In the short-term fire prevention dollars must be focused on areas where people live and work. Safety should be the number one priority. Moving forward, a responsible fire policy should be geared towards reducing the severity of unnatural forest fires and reintroducing fire as a natural component of the ecosystem.
Why is Clearcutting Bad for Our Forests?
Clearcutting is a logging practice which involves completely clearing an area of trees, regardless of their size and usability. Remaining scrub and brush are usually burnt in large burn piles that can cast a smoky haze over the area for several days. A clearcut area may be relatively small, or may span for miles, and is often clearly visible through the air, along with the scars of logging roads cut to access it. This abrupt removal of trees can have a serious environmental impact on the surrounding area.
Clearcutting may profoundly alter local rivers. If logging comes close to the banks of the river, as it often does, it eliminates the shady shield of trees, which can cause the temperature of the river to elevate. Even a few degrees can make a huge difference to native plants, fish, and amphibians, and can cause a significant population decrease. Clearcutting also destroys habitat for a wide variety of animals, including many endangered species, and significantly increases the risk of forest fires.

Smarter Planning Leads to Healthier Forests
Thinning and other forest management activities designed to remove hazardous fuels can and do limit the dangerous prospect of out of control wildfires, but such activities should only be carried out after an environmental review has been completed. In a word, these decisions must remain the product of a science-based decision-making process. Recovery of some sagebrush grassland, for example, a fragile and slow-growing ecosystem that has historically served as the primary fuel for the relatively frequent low-intensity surface fires that burn in many forests, can take many decades.
By demanding that federal decisions are made based on the best available science, NEPA ensures that no single use or priority eclipses the others.
NEPA also provides a public review process for citizens to challenge troublesome forest management decisions. Limiting the NEPA’s public review process and restricting the ability of citizens to challenge troublesome forest management decisions would lead to excessive, inappropriate, and poorly-located logging projects within our national forests.
Instead of addressing the most critical issues facing the Forest Service – wildfire funding including fire suppression costs that are consuming over half of the Forest Service’s budget and diverting funding away from already starved preventive program areas – opponents in Congress continue to push an irresponsible agenda prioritizing timber industry profits at the expense of the time-tested principle that the federal government should make the best decision based on the best available information. Such legislation, designed to circumvent the Endangered Species Act (ESA), NEPA, and other environmental protections, could actually increase the risk of forest fires.

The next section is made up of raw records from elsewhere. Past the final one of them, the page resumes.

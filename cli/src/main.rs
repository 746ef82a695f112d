//! Subchat CLI - Interactive command-line peer
//!
//! Usage:
//!   subchat --session alice.json
//!   subchat --session bob.json --relay ws://127.0.0.1:8080 --relay ws://10.0.0.2:8080

use anyhow::{Context, Result};
use clap::Parser;
use colored::Colorize;
use rustyline::error::ReadlineError;
use rustyline::DefaultEditor;
use std::path::PathBuf;
use std::time::Duration;
use subchat_core::peer::{Peer, PeerConfig, PeerSession};
use tracing::info;

mod commands;
mod ui;

use commands::CommandHandler;

#[derive(Parser, Debug)]
#[command(author, version, about, long_about = None)]
struct Args {
    /// Path to the session file (created if it doesn't exist)
    #[arg(short, long, default_value = "subchat-session.json")]
    session: PathBuf,

    /// Candidate relay; repeat to race several
    #[arg(short, long)]
    relay: Vec<String>,

    /// Forget the remembered relay and race the candidates again
    #[arg(long)]
    reselect: bool,

    /// Seconds to wait for the relay to acknowledge a request
    #[arg(long, default_value_t = 10)]
    request_timeout_secs: u64,
}

impl Args {
    fn peer_config(&self) -> PeerConfig {
        let mut config = PeerConfig {
            request_timeout: Duration::from_secs(self.request_timeout_secs),
            ..PeerConfig::default()
        };
        if !self.relay.is_empty() {
            config.relay_candidates = self.relay.clone();
        }
        config
    }
}

#[tokio::main]
async fn main() -> Result<()> {
    // Initialize tracing
    tracing_subscriber::fmt()
        .with_env_filter(
            tracing_subscriber::EnvFilter::from_default_env()
                .add_directive(tracing::Level::WARN.into()),
        )
        .init();

    let args = Args::parse();

    // Print banner with version
    println!("{}", "=".repeat(60).bright_blue());
    println!("{}", format!("  {}", subchat_core::version_string()).bright_cyan().bold());
    println!("{}", "  Short posts, relayed".bright_white());
    println!("{}", "=".repeat(60).bright_blue());
    println!();

    let mut session = PeerSession::load_or_create(&args.session)
        .with_context(|| format!("Failed to open session {}", args.session.display()))?;
    if args.reselect {
        session.set_best_relay(None);
    }
    let name = session.display_name().to_string();

    println!("{} {}", "Name:".bright_green(), name);
    println!("{} {}", "Key:".bright_green(), session.peer_key());
    ui::print_info("Looking for the closest relay...");

    let config = args.peer_config();
    info!("Connecting with config: {:?}", config);
    let peer = Peer::connect(session, config).await.context("Could not reach any relay")?;

    println!("{} {}", "Relay:".bright_green(), peer.relay());
    println!();

    let mut handler = CommandHandler::new(peer);

    // Interactive REPL
    let mut rl = DefaultEditor::new()?;
    let history_file = args.session.with_extension("history");
    let _ = rl.load_history(&history_file);

    println!("{}", "Type 'help' for available commands, 'quit' to exit".bright_yellow());
    println!();

    loop {
        let prompt = format!("{}@{}> ", name.bright_cyan(), handler.space().await.bright_yellow());
        match rl.readline(&prompt) {
            Ok(line) => {
                let line = line.trim();
                if line.is_empty() {
                    continue;
                }

                rl.add_history_entry(line)?;

                match line {
                    "quit" | "exit" => {
                        println!("{}", "Goodbye!".bright_green());
                        break;
                    }
                    "help" => {
                        ui::print_help();
                    }
                    _ => {
                        if let Err(e) = handler.handle_command(line).await {
                            ui::print_error(&format!("{}", e));
                        }
                    }
                }
            }
            Err(ReadlineError::Interrupted) => {
                println!("{}", "^C".yellow());
                continue;
            }
            Err(ReadlineError::Eof) => {
                println!("{}", "Goodbye!".bright_green());
                break;
            }
            Err(err) => {
                ui::print_error(&format!("Error: {}", err));
                break;
            }
        }
    }

    // Save history
    let _ = rl.save_history(&history_file);

    handler.into_peer().disconnect().await?;
    Ok(())
}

What is needed more than anything renewed focused on wildfire prevention measures such as controlled burns, hardening cortical infrastructure, and applying defensible space to create a buffer between communities and forests. By deliberately igniting and controlling fires, land managers can limit the danger of devastating blazes. These prescribed burns use up some of the fuel available for uncontrolled wildfires, offering one way to reduce risk. Prescribed burns can also restore balance to ecological processes disrupted by long periods of fire suppression.